Authors:

Feature pages are design documents that developers have created while collaborating on oVirt.

Most of them are outdated, but provide historical design context.

They are not user documentation and should not be treated as such.

Documentation is available here.

Nagios Integration

Summary

Currently, administrators of gluster deployments have no easy mechanism to track the health of a Gluster installation - that is, when a brick goes down, split brain occurs, disk is full etc. oVirt provides a poll based mechanism that uses the existing Gluster CLI to identify the volume’s status and node status. This is not sufficient to get data about the issues like split-brain, quota exceeded etc. Also, there’s a 5 min polling interval for brick status and hence the data displayed in oVirt may be considered stale. We need to provide an efficient way for:

  • Monitoring of critical entities such as hosts, networking, volumes, clusters and services
  • Alerting when critical infrastructure components fail and recover, providing administrators with notice of important events. Notification for Alerts can be delivered via email, SNMP. Alerts can be either seen on Nagios UI or on oVirt UI
  • Reports providing a historical record of service outages, events and notifications for later review, through Nagios UI interface.
  • Trending graphs and reports

Since most enterprises already have or are familiar with existing monitoring frameworks like Nagios, we plan to integrate our monitoring solution with these.

Owner

Current Status

  • Status: Development
  • Last updated date: ,

Detailed Description

The diagram below provides an overview about the proposed architecture

Nagios monitors storage clusters to ensure clusters, hosts, volumes, and software services are functioning properly. In the event of a failure, Nagios can alert technical staff of the problem, allowing them to begin remediation processes before outages affect business processes, end-users, or customers. This is achieved through the checks(Active/Passive) and these checks executed on the monitored resources. Nagios Analyzes the check result and if there is any event that meets the Alert definition, it would be flagged as an Alert on the Nagios server or on oVirt (if it’s deployed) and the appropriate configured notifications (Email, SNMP Traps) will be sent. , In the proposed architecture, we have three main functional blocks- oVirt, Nagios and the Gluster nodes. Nagios server will have the Nagios core installed and a set of infrastructure plugins/addons to execute the checks, process the check result and generate notifications. Gluster nodes will have the infrastructure plugins/addons for check execution and also the plugins which implement the check logic. oVirt will implement (As a UI Plugin) the alert dashboard and the plugins for trending and reporting so that administrator gets a clear view of what is happening in the storage network. External management stations can subscribe for SNMP traps from Nagios so that they get alerted as and when something goes wrong.

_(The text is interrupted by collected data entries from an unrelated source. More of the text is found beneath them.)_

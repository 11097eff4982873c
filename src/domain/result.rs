//! Result type alias for logvault

use super::errors::LogVaultError;

/// Result type alias for logvault operations
///
/// # Examples
///
/// ```
/// use logvault::domain::result::Result;
/// use logvault::domain::errors::LogVaultError;
///
/// fn example_function() -> Result<String> {
///     Ok("success".to_string())
/// }
///
/// fn failing_function() -> Result<()> {
///     Err(LogVaultError::Configuration("missing bucket".to_string()))
/// }
/// ```
pub type Result<T> = std::result::Result<T, LogVaultError>;

#[cfg(test)]
mod tests {
    use super::*;

    #[test]
    fn test_result_with_question_mark() -> Result<()> {
        fn inner() -> Result<i32> {
            Ok(42)
        }

        let value = inner()?;
        assert_eq!(value, 42);
        Ok(())
    }

    #[test]
    fn test_result_err() {
        let result: Result<i32> = Err(LogVaultError::Other("boom".to_string()));
        assert!(result.is_err());
    }
}
//! Export window
//!
//! The trailing time range, in epoch milliseconds, requested from the log
//! source on each invocation.

use chrono::{DateTime, Utc};
use serde::{Deserialize, Serialize};
use std::fmt;

/// Default lookback of one day
pub const DEFAULT_LOOKBACK_SECONDS: i64 = 86_400;

/// Longest accepted lookback, 14 days
pub const MAX_LOOKBACK_SECONDS: i64 = 14 * 86_400;

/// Half-open interval `[start_ms, end_ms)` in epoch milliseconds
///
/// Both bounds are computed from the invocation time truncated to whole
/// seconds, so they are always exact multiples of 1000.
#[derive(Debug, Clone, Copy, PartialEq, Eq, Serialize, Deserialize)]
pub struct ExportWindow {
    /// Inclusive start, epoch milliseconds
    pub start_ms: i64,

    /// Exclusive end, epoch milliseconds
    pub end_ms: i64,
}

impl ExportWindow {
    /// Builds the window ending at `now` and reaching back `lookback_seconds`
    ///
    /// Sub-second precision is dropped before the subtraction. The start is
    /// clamped to the epoch and both bounds saturate instead of overflowing.
    ///
    /// # Example
    ///
    /// ```
    /// use chrono::{TimeZone, Utc};
    /// use logvault::domain::ExportWindow;
    ///
    /// let now = Utc.timestamp_opt(1_700_000_000, 0).unwrap();
    /// let window = ExportWindow::ending_at(now, 86_400);
    /// assert_eq!(window.start_ms, 1_699_913_600_000);
    /// assert_eq!(window.end_ms, 1_700_000_000_000);
    /// ```
    pub fn ending_at(now: DateTime<Utc>, lookback_seconds: i64) -> Self {
        let now_secs = now.timestamp().max(0);
        let start_secs = now_secs.saturating_sub(lookback_seconds.max(0)).max(0);
        Self {
            start_ms: start_secs.saturating_mul(1000),
            end_ms: now_secs.saturating_mul(1000),
        }
    }

    /// Returns true if `timestamp_ms` falls inside the window
    pub fn contains(&self, timestamp_ms: i64) -> bool {
        timestamp_ms >= self.start_ms && timestamp_ms < self.end_ms
    }

    /// Window length in whole seconds
    pub fn duration_seconds(&self) -> i64 {
        (self.end_ms - self.start_ms) / 1000
    }
}

impl fmt::Display for ExportWindow {
    fn fmt(&self, f: &mut fmt::Formatter<'_>) -> fmt::Result {
        write!(f, "[{}, {})", self.start_ms, self.end_ms)
    }
}
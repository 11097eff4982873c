//! Domain error types
//!
//! This module defines the error hierarchy for logvault.
//! All errors are domain-specific and don't expose AWS SDK types.

use thiserror::Error;

/// Main logvault error type
///
/// This is the primary error type used throughout the application.
/// It wraps specific error types and provides context for error handling.
#[derive(Debug, Error)]
pub enum LogVaultError {
    /// Configuration-related errors
    #[error("Configuration error: {0}")]
    Configuration(String),

    /// Log source (CloudWatch Logs) errors
    #[error("Log source error: {0}")]
    LogSource(#[from] LogSourceError),

    /// Object store (S3) errors
    #[error("Object store error: {0}")]
    ObjectStore(#[from] ObjectStoreError),

    /// Serialization errors
    #[error("Serialization error: {0}")]
    Serialization(String),

    /// Compression errors
    #[error("Compression error: {0}")]
    Compression(String),

    /// I/O errors
    #[error("I/O error: {0}")]
    Io(String),

    /// Generic errors with context
    #[error("{0}")]
    Other(String),
}

/// Log source errors
///
/// Errors that occur while reading events from the log-aggregation service.
#[derive(Debug, Clone, PartialEq, Eq, Error)]
pub enum LogSourceError {
    /// Log group or log stream does not exist
    #[error("Log group or stream not found: {0}")]
    NotFound(String),

    /// Credentials rejected or missing permission
    #[error("Access denied: {0}")]
    AccessDenied(String),

    /// Request rate exceeded
    #[error("Request throttled: {0}")]
    Throttled(String),

    /// Request rejected as malformed
    #[error("Invalid parameter: {0}")]
    InvalidParameter(String),

    /// Service unavailable or unreachable
    #[error("Service unavailable: {0}")]
    ServiceUnavailable(String),

    /// Any other read failure
    #[error("Failed to read log events: {0}")]
    ReadFailed(String),
}

/// Object store errors
///
/// Errors that occur while writing the export artifact.
#[derive(Debug, Clone, PartialEq, Eq, Error)]
pub enum ObjectStoreError {
    /// Destination bucket does not exist
    #[error("Bucket not found: {0}")]
    BucketNotFound(String),

    /// Credentials rejected or missing permission
    #[error("Access denied: {0}")]
    AccessDenied(String),

    /// Request rate exceeded
    #[error("Request throttled: {0}")]
    Throttled(String),

    /// Any other write failure
    #[error("Failed to write object: {0}")]
    WriteFailed(String),
}

impl From<std::io::Error> for LogVaultError {
    fn from(err: std::io::Error) -> Self {
        LogVaultError::Io(err.to_string())
    }
}

impl From<serde_json::Error> for LogVaultError {
    fn from(err: serde_json::Error) -> Self {
        LogVaultError::Serialization(err.to_string())
    }
}

impl From<toml::de::Error> for LogVaultError {
    fn from(err: toml::de::Error) -> Self {
        LogVaultError::Configuration(format!("TOML parse error: {err}"))
    }
}

#[cfg(test)]
mod tests {
    use super::*;

    #[test]
    fn test_error_display() {
        let err = LogVaultError::Configuration("Invalid config".to_string());
        assert_eq!(err.to_string(), "Configuration error: Invalid config");
    }

    #[test]
    fn test_log_source_error_conversion() {
        let source_err = LogSourceError::NotFound("devops".to_string());
        let err: LogVaultError = source_err.into();
        assert!(matches!(err, LogVaultError::LogSource(_)));
        assert_eq!(
            err.to_string(),
            "Log source error: Log group or stream not found: devops"
        );
    }

    #[test]
    fn test_object_store_error_conversion() {
        let store_err = ObjectStoreError::BucketNotFound("archive".to_string());
        let err: LogVaultError = store_err.into();
        assert!(matches!(err, LogVaultError::ObjectStore(_)));
    }

    #[test]
    fn test_io_error_conversion() {
        let io_err = std::io::Error::new(std::io::ErrorKind::NotFound, "File not found");
        let err: LogVaultError = io_err.into();
        assert!(matches!(err, LogVaultError::Io(_)));
    }

    #[test]
    fn test_serde_json_error_conversion() {
        let json_err = serde_json::from_str::<serde_json::Value>("invalid json").unwrap_err();
        let err: LogVaultError = json_err.into();
        assert!(matches!(err, LogVaultError::Serialization(_)));
    }

    #[test]
    fn test_toml_error_conversion() {
        let toml_err = toml::from_str::<toml::Value>("invalid = toml = syntax").unwrap_err();
        let err: LogVaultError = toml_err.into();
        assert!(matches!(err, LogVaultError::Configuration(_)));
        assert!(err.to_string().contains("TOML parse error"));
    }

    #[test]
    fn test_errors_implement_std_error() {
        let _: &dyn std::error::Error = &LogVaultError::Other("x".to_string());
        let _: &dyn std::error::Error = &LogSourceError::Throttled("x".to_string());
        let _: &dyn std::error::Error = &ObjectStoreError::WriteFailed("x".to_string());
    }
}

At a high-level, each functional block will have the following software components:

Nagios Server

  • Nagios Core Installed
  • NSCA Server
  • NRPE Client
  • Mk-Livestatus
  • PNP4Nagios
  • NetSnmp
  • Plugins that implements the check logic and also process the check result(like custom event handlers)

Gluster Nodes

  • NRPE Server
  • NSCA Client
  • Pugins that implements the check logic.

oVirt

  • UI plugins for alert dashboard and trends. The Trends UI plugin is planned for the first phase.
  • The oVirt Monitoring UI Plugin can also be used to view the Nagios plugin data within oVirt
  • Nagios Core
  • Nagios Addons - NRPE , NSCA, MK Livestatus, PNP4Nagios etc
  • Nagios plugins
  • Ovirt UI Monitoring Plugin

Packaging

  • Nagios core will not be packaged and should be installed along with Ovirt
  • Nagios addons and plugins will not be packaged and installed. This needs to done separately on the the monitoring nodes and the server

User Flows

External events from Nagios

Status: Planned

If oVirt is integrated with Nagios for monitoring, any alert/event detected by Nagios needs to be sent to oVirt. This can be done through notification methods.

A new contact will be created which will point to the oVirt REST API entry point and will have the link to the certificate and credentials required to access the API.

The oVirt REST API contact can be associated with the notification method that will post the event details to be added as an external event in oVirt. Whenever a state change occurs that requires notification, this event with all its details is sent to oVirt REST API as an external event. The external event API will create an Audit Log entry for this event and mark the origin as Nagios. The oVirt Dashboard will display these events after applying various filters for cluster and volume events.

Brick, Volume and Cluster State

Cluster and volume state is determined by the state of its constituents. Ovirt will get all alerts from Nagios, and use these alerts to show a consolidated status. On an external event, further action will be taken to update the status of Brick, Volume and Cluster.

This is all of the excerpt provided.